* The data *
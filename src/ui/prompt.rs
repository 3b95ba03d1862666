//! Interactive prompts.

use std::path::{Path, PathBuf};

use anyhow::{Context, Result, ensure};
use inquire::validator::Validation;
use inquire::{Confirm, PasswordDisplayMode, Select};

use crate::secret::Password;
use crate::types::ProcessorMode;

/// Rejects empty passwords; the engine accepts them, the front end does not.
pub fn check_password(password: &str) -> Result<()> {
    ensure!(!password.is_empty(), "please enter a password");
    Ok(())
}

fn password_prompt(message: &str) -> inquire::Password<'_> {
    inquire::Password::new(message).with_display_mode(PasswordDisplayMode::Masked).with_validator(|input: &str| {
        Ok::<_, inquire::CustomUserError>(match check_password(input) {
            Ok(()) => Validation::Valid,
            Err(e) => Validation::Invalid(e.to_string().into()),
        })
    })
}

/// Asks for a new password twice.
pub fn get_encryption_password() -> Result<Password> {
    password_prompt("Enter encryption password:")
        .with_custom_confirmation_message("Confirm password:")
        .with_custom_confirmation_error_message("passwords do not match")
        .prompt()
        .map(Password::from_string)
        .context("password input failed")
}

/// Asks for an existing password once; a mistake surfaces as an authentication failure.
pub fn get_decryption_password() -> Result<Password> {
    password_prompt("Enter decryption password:").without_confirmation().prompt().map(Password::from_string).context("password input failed")
}

pub fn get_password(mode: ProcessorMode) -> Result<Password> {
    match mode {
        ProcessorMode::Encrypt => get_encryption_password(),
        ProcessorMode::Decrypt => get_decryption_password(),
    }
}

pub fn get_processing_mode() -> Result<ProcessorMode> {
    Select::new("Select operation:", vec![ProcessorMode::Encrypt, ProcessorMode::Decrypt]).prompt().context("mode selection failed")
}

pub fn choose_file(files: &[PathBuf]) -> Result<PathBuf> {
    ensure!(!files.is_empty(), "no files available for selection");

    let names: Vec<String> = files.iter().map(|path| path.display().to_string()).collect();
    let selection = Select::new("Select file:", names).raw_prompt().context("file selection failed")?;

    Ok(files[selection.index].clone())
}

pub fn confirm_overwrite(path: &Path) -> Result<bool> {
    confirm(&format!("Output file {} already exists. Overwrite?", path.display()))
}

pub fn confirm_removal(path: &Path, file_type: &str) -> Result<bool> {
    confirm(&format!("Delete {file_type} file {}?", path.display()))
}

fn confirm(message: &str) -> Result<bool> {
    Confirm::new(message).with_default(false).prompt().context("confirmation failed")
}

* Try it *
Find all the lines containing "ProcessorMode" in the material, then copy them.

* Task result *
use crate::types::ProcessorMode;
pub fn get_password(mode: ProcessorMode) -> Result<Password> {
        ProcessorMode::Encrypt => get_encryption_password(),
        ProcessorMode::Decrypt => get_decryption_password(),
pub fn get_processing_mode() -> Result<ProcessorMode> {
    Select::new("Select operation:", vec![ProcessorMode::Encrypt, ProcessorMode::Decrypt]).prompt().context("mode selection failed")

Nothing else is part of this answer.